Aim of the task:
Each record is to be printed again precisely as it reads.

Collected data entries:
//! Application custody key and signed key request digests
//!
//! The application's custody key (secp256k1) vouches for every signer key it
//! requests. The signature covers the EIP-712 typed-data digest of
//! `SignedKeyRequest{requestFid, key, deadline}` under the key request
//! validator's domain, which is what the authority recovers the custody
//! address from. Every hash is keccak-256.

use k256::ecdsa::{RecoveryId, Signature, SigningKey, VerifyingKey};
use sha3::{Digest, Keccak256};
use zeroize::Zeroizing;

use crate::error::{CredentialError, Result, ThreadcastError};

pub const DOMAIN_NAME: &str = "Farcaster SignedKeyRequestValidator";
pub const DOMAIN_VERSION: &str = "1";
pub const DOMAIN_CHAIN_ID: u64 = 10;
pub const DOMAIN_VERIFYING_CONTRACT: &str = "0x00000000fc700472606ed4fa22623acf62c60553";

const DOMAIN_TYPE: &str =
    "EIP712Domain(string name,string version,uint256 chainId,address verifyingContract)";
const SIGNED_KEY_REQUEST_TYPE: &str =
    "SignedKeyRequest(uint256 requestFid,bytes key,uint256 deadline)";

pub struct CustodySigner {
    signing_key: SigningKey,
}

impl CustodySigner {
    pub fn new(private_key: &[u8]) -> Result<Self> {
        if private_key.len() != 32 {
            return Err(CredentialError::InvalidKeyMaterial(
                "Custody key must be exactly 32 bytes".to_string(),
            )
            .into());
        }
        let signing_key = SigningKey::from_slice(private_key)
            .map_err(|e| CredentialError::InvalidKeyMaterial(format!("Invalid custody key: {}", e)))?;
        Ok(Self { signing_key })
    }

    /// Hex-encoded key, with or without `0x`
    pub fn from_hex(hex_key: &str) -> Result<Self> {
        let trimmed = hex_key.trim();
        let raw = trimmed.strip_prefix("0x").unwrap_or(trimmed);
        let bytes = Zeroizing::new(hex::decode(raw).map_err(|e| {
            CredentialError::InvalidKeyMaterial(format!("Invalid hex custody key: {}", e))
        })?);
        Self::new(&bytes)
    }

    /// Random key, for tests and local development
    pub fn generate() -> Self {
        Self {
            signing_key: SigningKey::random(&mut rand::rngs::OsRng),
        }
    }

    /// Compressed SEC1 public key, hex-encoded
    pub fn public_key_hex(&self) -> String {
        let point = self.signing_key.verifying_key().to_encoded_point(true);
        hex::encode(point.as_bytes())
    }

    pub fn verifying_key(&self) -> VerifyingKey {
        *self.signing_key.verifying_key()
    }

    /// Sign the request digest. Returns `0x` + hex of `r || s || v`, with
    /// `v = 27 + recovery id`.
    pub fn sign_key_request(&self, request_fid: u64, key: &[u8], deadline: i64) -> Result<String> {
        let digest = key_request_digest(request_fid, key, deadline);
        let (signature, recovery_id) = self
            .signing_key
            .sign_prehash_recoverable(&digest)
            .map_err(|e| ThreadcastError::SignerRequestFailed(format!("Signing failed: {}", e)))?;

        let mut bytes = signature.to_bytes().to_vec();
        bytes.push(27 + recovery_id.to_byte());
        Ok(format!("0x{}", hex::encode(bytes)))
    }
}

fn word_u64(value: u64) -> [u8; 32] {
    let mut word = [0u8; 32];
    word[24..].copy_from_slice(&value.to_be_bytes());
    word
}

pub fn keccak256(data: &[u8]) -> [u8; 32] {
    Keccak256::digest(data).into()
}

/// Domain separator for the signed key request validator
pub fn domain_separator() -> [u8; 32] {
    // 20-byte address, left-padded to a word
    let mut address = [0u8; 32];
    if let Ok(contract) = hex::decode(DOMAIN_VERIFYING_CONTRACT.trim_start_matches("0x")) {
        if contract.len() == 20 {
            address[12..].copy_from_slice(&contract);
        }
    }

    let mut hasher = Keccak256::new();
    hasher.update(keccak256(DOMAIN_TYPE.as_bytes()));
    hasher.update(keccak256(DOMAIN_NAME.as_bytes()));
    hasher.update(keccak256(DOMAIN_VERSION.as_bytes()));
    hasher.update(word_u64(DOMAIN_CHAIN_ID));
    hasher.update(address);
    hasher.finalize().into()
}

/// Digest signed by the custody key: `keccak256(0x1901 || domain || structHash)`
pub fn key_request_digest(request_fid: u64, key: &[u8], deadline: i64) -> [u8; 32] {
    // `bytes` members are hashed in place
    let mut struct_hasher = Keccak256::new();
    struct_hasher.update(keccak256(SIGNED_KEY_REQUEST_TYPE.as_bytes()));
    struct_hasher.update(word_u64(request_fid));
    struct_hasher.update(keccak256(key));
    struct_hasher.update(word_u64(deadline.max(0) as u64));
    let struct_hash: [u8; 32] = struct_hasher.finalize().into();

    let mut hasher = Keccak256::new();
    hasher.update([0x19, 0x01]);
    hasher.update(domain_separator());
    hasher.update(struct_hash);
    hasher.finalize().into()
}

/// Recover the custody public key from a signature produced by
/// [`CustodySigner::sign_key_request`]
pub fn recover_custody_key(
    request_fid: u64,
    key: &[u8],
    deadline: i64,
    signature_hex: &str,
) -> Option<VerifyingKey> {
    let bytes = hex::decode(signature_hex.trim_start_matches("0x")).ok()?;
    if bytes.len() != 65 {
        return None;
    }
    let signature = Signature::from_slice(&bytes[..64]).ok()?;
    let recovery_id = RecoveryId::from_byte(bytes[64].checked_sub(27)?)?;
    let digest = key_request_digest(request_fid, key, deadline);
    VerifyingKey::recover_from_prehash(&digest, &signature, recovery_id).ok()
}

Task output:
//! Application custody key and signed key request digests
//!
//! The application's custody key (secp256k1) vouches for every signer key it
//! requests. The signature covers the EIP-712 typed-data digest of
//! `SignedKeyRequest{requestFid, key, deadline}` under the key request
//! validator's domain, which is what the authority recovers the custody
//! address from. Every hash is keccak-256.

use k256::ecdsa::{RecoveryId, Signature, SigningKey, VerifyingKey};
use sha3::{Digest, Keccak256};
use zeroize::Zeroizing;

use crate::error::{CredentialError, Result, ThreadcastError};

pub const DOMAIN_NAME: &str = "Farcaster SignedKeyRequestValidator";
pub const DOMAIN_VERSION: &str = "1";
pub const DOMAIN_CHAIN_ID: u64 = 10;
pub const DOMAIN_VERIFYING_CONTRACT: &str = "0x00000000fc700472606ed4fa22623acf62c60553";

const DOMAIN_TYPE: &str =
    "EIP712Domain(string name,string version,uint256 chainId,address verifyingContract)";
const SIGNED_KEY_REQUEST_TYPE: &str =
    "SignedKeyRequest(uint256 requestFid,bytes key,uint256 deadline)";

pub struct CustodySigner {
    signing_key: SigningKey,
}

impl CustodySigner {
    pub fn new(private_key: &[u8]) -> Result<Self> {
        if private_key.len() != 32 {
            return Err(CredentialError::InvalidKeyMaterial(
                "Custody key must be exactly 32 bytes".to_string(),
            )
            .into());
        }
        let signing_key = SigningKey::from_slice(private_key)
            .map_err(|e| CredentialError::InvalidKeyMaterial(format!("Invalid custody key: {}", e)))?;
        Ok(Self { signing_key })
    }

    /// Hex-encoded key, with or without `0x`
    pub fn from_hex(hex_key: &str) -> Result<Self> {
        let trimmed = hex_key.trim();
        let raw = trimmed.strip_prefix("0x").unwrap_or(trimmed);
        let bytes = Zeroizing::new(hex::decode(raw).map_err(|e| {
            CredentialError::InvalidKeyMaterial(format!("Invalid hex custody key: {}", e))
        })?);
        Self::new(&bytes)
    }

    /// Random key, for tests and local development
    pub fn generate() -> Self {
        Self {
            signing_key: SigningKey::random(&mut rand::rngs::OsRng),
        }
    }

    /// Compressed SEC1 public key, hex-encoded
    pub fn public_key_hex(&self) -> String {
        let point = self.signing_key.verifying_key().to_encoded_point(true);
        hex::encode(point.as_bytes())
    }

    pub fn verifying_key(&self) -> VerifyingKey {
        *self.signing_key.verifying_key()
    }

    /// Sign the request digest. Returns `0x` + hex of `r || s || v`, with
    /// `v = 27 + recovery id`.
    pub fn sign_key_request(&self, request_fid: u64, key: &[u8], deadline: i64) -> Result<String> {
        let digest = key_request_digest(request_fid, key, deadline);
        let (signature, recovery_id) = self
            .signing_key
            .sign_prehash_recoverable(&digest)
            .map_err(|e| ThreadcastError::SignerRequestFailed(format!("Signing failed: {}", e)))?;

        let mut bytes = signature.to_bytes().to_vec();
        bytes.push(27 + recovery_id.to_byte());
        Ok(format!("0x{}", hex::encode(bytes)))
    }
}

fn word_u64(value: u64) -> [u8; 32] {
    let mut word = [0u8; 32];
    word[24..].copy_from_slice(&value.to_be_bytes());
    word
}

pub fn keccak256(data: &[u8]) -> [u8; 32] {
    Keccak256::digest(data).into()
}

/// Domain separator for the signed key request validator
pub fn domain_separator() -> [u8; 32] {
    // 20-byte address, left-padded to a word
    let mut address = [0u8; 32];
    if let Ok(contract) = hex::decode(DOMAIN_VERIFYING_CONTRACT.trim_start_matches("0x")) {
        if contract.len() == 20 {
            address[12..].copy_from_slice(&contract);
        }
    }

    let mut hasher = Keccak256::new();
    hasher.update(keccak256(DOMAIN_TYPE.as_bytes()));
    hasher.update(keccak256(DOMAIN_NAME.as_bytes()));
    hasher.update(keccak256(DOMAIN_VERSION.as_bytes()));
    hasher.update(word_u64(DOMAIN_CHAIN_ID));
    hasher.update(address);
    hasher.finalize().into()
}

/// Digest signed by the custody key: `keccak256(0x1901 || domain || structHash)`
pub fn key_request_digest(request_fid: u64, key: &[u8], deadline: i64) -> [u8; 32] {
    // `bytes` members are hashed in place
    let mut struct_hasher = Keccak256::new();
    struct_hasher.update(keccak256(SIGNED_KEY_REQUEST_TYPE.as_bytes()));
    struct_hasher.update(word_u64(request_fid));
    struct_hasher.update(keccak256(key));
    struct_hasher.update(word_u64(deadline.max(0) as u64));
    let struct_hash: [u8; 32] = struct_hasher.finalize().into();

    let mut hasher = Keccak256::new();
    hasher.update([0x19, 0x01]);
    hasher.update(domain_separator());
    hasher.update(struct_hash);
    hasher.finalize().into()
}

/// Recover the custody public key from a signature produced by
/// [`CustodySigner::sign_key_request`]
pub fn recover_custody_key(
    request_fid: u64,
    key: &[u8],
    deadline: i64,
    signature_hex: &str,
) -> Option<VerifyingKey> {
    let bytes = hex::decode(signature_hex.trim_start_matches("0x")).ok()?;
    if bytes.len() != 65 {
        return None;
    }
    let signature = Signature::from_slice(&bytes[..64]).ok()?;
    let recovery_id = RecoveryId::from_byte(bytes[64].checked_sub(27)?)?;
    let digest = key_request_digest(request_fid, key, deadline);
    VerifyingKey::recover_from_prehash(&digest, &signature, recovery_id).ok()
}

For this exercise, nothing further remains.